Süddeutsche Zeitung

Ortstermin:Couscous und Kopftuch

Am Tag der offenen Moschee wird vielerorts klar, was den Dialog zwischen Muslimen und ihren Besuchern vereinfacht - und was ihn komplizierter macht.

Von Maximilian Ferstl, Penzberg

Wenn Gertrud Riedel zu Hause in Penzberg Besuch empfängt, schlägt sie am Ende gerne einen Spaziergang zur Moschee vor. Der quaderförmige Bau macht einiges her mit der großen Glasfront und dem schlanken Minarett. Der Besuch ist dann meistens angemessen beeindruckt. Reingegangen ist Gertrud Riedel bisher aber noch nie.

Am Mittwoch steht Riedel an einem der Stehtische im sehr vollen Aufenthaltsraum der Penzberger Moschee. Auf den Tischen stehen Teller mit ausgespuckten Olivenkernen, die Menschen trinken schwarzen Tee, den sie vorher mit viel Wasser verdünnt haben, weil er sonst bitter schmeckt. Die Penzberger Moschee hat, wie etwa 900 weitere in Deutschland, zum Tag der offenen Moschee eingeladen, mehrere Zehntausend Besucher verzeichnen die Veranstalter bis zum Abend. Nichtmuslime bekommen von Muslimen den Islam erklärt; wie sie beten, wie sie leben. Am Ende wird gemeinsam gegessen. "Der Couscous ist überragend", findet Riedel.
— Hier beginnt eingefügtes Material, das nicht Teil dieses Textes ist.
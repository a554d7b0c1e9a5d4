//! API routes.
//!
//! Scan endpoints stream the newline-delimited protocol; everything else
//! is plain request/response JSON.

use std::sync::Arc;

use axum::{
    extract::{Path, Query, State},
    http::{HeaderMap, StatusCode},
    response::{IntoResponse, Json, Response},
    routing::{get, post},
    Router,
};
use serde::{Deserialize, Serialize};
use serde_json::json;
use tower::ServiceBuilder;
use tower_http::cors::CorsLayer;
use tower_http::trace::TraceLayer;
use tracing::error;

use crate::analyzer::{StationAnalyzer, StationScanParams};
use crate::api::stream::{ndjson_response, ScanPersist};
use crate::context::AppContext;
use crate::dashboard::{DashboardAggregator, DashboardParams};
use crate::esi::{AuthError, StaticToken};
use crate::execution::{ExecutionPlanner, ExecutionPlanParams};
use crate::models::TypeId;
use crate::scanners::{
    ContractScanParams, ContractScanner, FlipScanParams, FlipScanner, RouteFinder,
    RouteScanParams,
};
use crate::storage::{ScanRecord, WatchlistEntry};

pub fn router(ctx: Arc<AppContext>) -> Router {
    Router::new()
        .route("/api/health", get(health))
        .route("/api/scan/flip", post(scan_flip))
        .route("/api/scan/contracts", post(scan_contracts))
        .route("/api/scan/station", post(scan_station))
        .route("/api/scan/routes", post(scan_routes))
        .route("/api/scan/history", get(scan_history))
        .route("/api/plan/execution", post(plan_execution))
        .route("/api/dashboard", post(dashboard))
        .route("/api/watchlist", get(get_watchlist).post(add_watchlist))
        .route(
            "/api/watchlist/:type_id",
            axum::routing::delete(remove_watchlist),
        )
        .route("/api/config/:key", get(get_config).put(put_config))
        .layer(
            ServiceBuilder::new()
                .layer(TraceLayer::new_for_http())
                .layer(CorsLayer::permissive()),
        )
        .with_state(ctx)
}

async fn health() -> Json<serde_json::Value> {
    Json(json!({"status": "ok"}))
}

// --- streaming scans ----------------------------------------------------

async fn scan_flip(
    State(ctx): State<Arc<AppContext>>,
    Json(params): Json<FlipScanParams>,
) -> Response {
    let params_json = json!({
        "origin_system": params.origin_system,
        "buy_radius": params.buy_radius,
        "sell_radius": params.sell_radius,
        "cargo_m3": params.cargo_m3,
    })
    .to_string();
    let persist = ScanPersist {
        storage: ctx.storage.clone(),
        kind: "flip",
        params_json,
    };
    ndjson_response(
        move |progress, cancel| async move {
            FlipScanner::new(ctx).scan(&params, &progress, &cancel).await
        },
        Some(persist),
    )
}

async fn scan_contracts(
    State(ctx): State<Arc<AppContext>>,
    Json(params): Json<ContractScanParams>,
) -> Response {
    let params_json = json!({
        "origin_system": params.origin_system,
        "radius": params.radius,
    })
    .to_string();
    let persist = ScanPersist {
        storage: ctx.storage.clone(),
        kind: "contracts",
        params_json,
    };
    ndjson_response(
        move |progress, cancel| async move {
            ContractScanner::new(ctx)
                .scan(&params, &progress, &cancel)
                .await
        },
        Some(persist),
    )
}

async fn scan_station(
    State(ctx): State<Arc<AppContext>>,
    Json(params): Json<StationScanParams>,
) -> Response {
    ndjson_response(
        move |progress, cancel| async move {
            let analyzer =
                StationAnalyzer::new(ctx.esi.clone(), ctx.history.clone(), ctx.catalog.clone());
            let report = analyzer.analyze(&params, &progress, &cancel).await?;
            Ok(report.opportunities)
        },
        None,
    )
}

async fn scan_routes(
    State(ctx): State<Arc<AppContext>>,
    Json(params): Json<RouteScanParams>,
) -> Response {
    ndjson_response(
        move |progress, cancel| async move {
            RouteFinder::new(ctx).scan(&params, &progress, &cancel).await
        },
        None,
    )
}

// --- plain JSON endpoints -----------------------------------------------

async fn plan_execution(
    State(ctx): State<Arc<AppContext>>,
    Json(params): Json<ExecutionPlanParams>,
) -> Response {
    let planner = ExecutionPlanner::new(ctx.esi.clone(), ctx.history.clone());
    match planner.plan(&params).await {
        Ok(plan) => Json(plan).into_response(),
        Err(e) => {
            error!(error = %e, "execution plan failed");
            (
                StatusCode::INTERNAL_SERVER_ERROR,
                Json(json!({"error": format!("{:#}", e)})),
            )
                .into_response()
        }
    }
}

async fn dashboard(
    State(ctx): State<Arc<AppContext>>,
    headers: HeaderMap,
    Json(params): Json<DashboardParams>,
) -> Response {
    // SSO lives outside this process; the boundary just relays whatever
    // currently-valid bearer token the caller presents.
    let token = headers
        .get(axum::http::header::AUTHORIZATION)
        .and_then(|v| v.to_str().ok())
        .and_then(|v| v.strip_prefix("Bearer "))
        .map(str::to_string);
    let Some(token) = token else {
        return (
            StatusCode::UNAUTHORIZED,
            Json(json!({"error": "missing bearer token"})),
        )
            .into_response();
    };

    let aggregator = DashboardAggregator::new(ctx);
    match aggregator.aggregate(&params, &StaticToken(token)).await {
        Ok(dashboard) => Json(dashboard).into_response(),
        Err(e) if e.downcast_ref::<AuthError>().is_some() => (
            StatusCode::UNAUTHORIZED,
            Json(json!({"error": format!("{:#}", e)})),
        )
            .into_response(),
        Err(e) => {
            error!(error = %e, "dashboard aggregation failed");
            (
                StatusCode::INTERNAL_SERVER_ERROR,
                Json(json!({"error": format!("{:#}", e)})),
            )
                .into_response()
        }
    }
}

#[derive(Debug, Deserialize)]
struct HistoryQuery {
    limit: Option<usize>,
}

async fn scan_history(
    State(ctx): State<Arc<AppContext>>,
    Query(query): Query<HistoryQuery>,
) -> Result<Json<Vec<ScanRecord>>, StatusCode> {
    ctx.storage
        .recent_scans(query.limit.unwrap_or(50))
        .map(Json)
        .map_err(|e| {
            error!(error = %e, "scan history read failed");
            StatusCode::INTERNAL_SERVER_ERROR
        })
}

// --- watchlist ----------------------------------------------------------

#[derive(Debug, Deserialize)]
struct WatchRequest {
    type_id: TypeId,
    note: Option<String>,
}

async fn get_watchlist(
    State(ctx): State<Arc<AppContext>>,
) -> Result<Json<Vec<WatchlistEntry>>, StatusCode> {
    ctx.storage
        .watchlist()
        .map(Json)
        .map_err(|_| StatusCode::INTERNAL_SERVER_ERROR)
}

async fn add_watchlist(
    State(ctx): State<Arc<AppContext>>,
    Json(request): Json<WatchRequest>,
) -> Result<StatusCode, StatusCode> {
    ctx.storage
        .add_watch(request.type_id, request.note.as_deref())
        .map(|_| StatusCode::CREATED)
        .map_err(|_| StatusCode::INTERNAL_SERVER_ERROR)
}

async fn remove_watchlist(
    State(ctx): State<Arc<AppContext>>,
    Path(type_id): Path<TypeId>,
) -> Result<StatusCode, StatusCode> {
    match ctx.storage.remove_watch(type_id) {
        Ok(true) => Ok(StatusCode::NO_CONTENT),
        Ok(false) => Err(StatusCode::NOT_FOUND),
        Err(_) => Err(StatusCode::INTERNAL_SERVER_ERROR),
    }
}

// --- config key-value ---------------------------------------------------

#[derive(Debug, Serialize)]
struct ConfigResponse {
    key: String,
    value: Option<String>,
}

#[derive(Debug, Deserialize)]
struct ConfigUpdate {
    value: String,
}

async fn get_config(
    State(ctx): State<Arc<AppContext>>,
    Path(key): Path<String>,
) -> Result<Json<ConfigResponse>, StatusCode> {
    ctx.storage
        .get_config(&key)
        .map(|value| Json(ConfigResponse { key, value }))
        .map_err(|_| StatusCode::INTERNAL_SERVER_ERROR)
}

async fn put_config(
    State(ctx): State<Arc<AppContext>>,
    Path(key): Path<String>,
    Json(update): Json<ConfigUpdate>,
) -> Result<StatusCode, StatusCode> {
    ctx.storage
        .set_config(&key, &update.value)
        .map(|_| StatusCode::NO_CONTENT)
        .map_err(|_| StatusCode::INTERNAL_SERVER_ERROR)
}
Der Tag der offenen Moschee ist ein großes, gegenseitiges Beschnuppern: Es wird gefragt, debattiert, selten gestritten. "Wir müssen uns besser kennenlernen", findet Rafet Öztürk, Leiter der Arbeitsgruppe beim Koordinationsrat der Muslime, dem Veranstalter. Dass der Tag der offenen Moschee mit dem Tag zusammen fällt, an dem Deutschland zusammenwuchs, ist gewollte Symbolik. Im Idealfall soll auch hier eine Einheit entstehen.

"Gerade erleben wir eine Geburtswehe", sagt Rafet Öztürk. Er würde "die politische Großwetterlage" am liebsten ausblenden. Aber das fällt schwer, wenn das Klima rauer wird. Wenn in Chemnitz Rechtsextreme Jagd auf Menschen machen, die sie für Migranten halten. Wenn ein Innenminister als erste Amtshandlung erklärt, der Islam gehöre nicht zu Deutschland. Wenn die AfD schrill vor der Islamisierung des Landes warnt - und damit bei der Landtagswahl in Bayern triumphieren könnte. Man müsse hart arbeiten, um Vorurteile auszuräumen, sagt Öztürk. "Man kann nicht sagen, dass unser Ziel schon erreicht ist."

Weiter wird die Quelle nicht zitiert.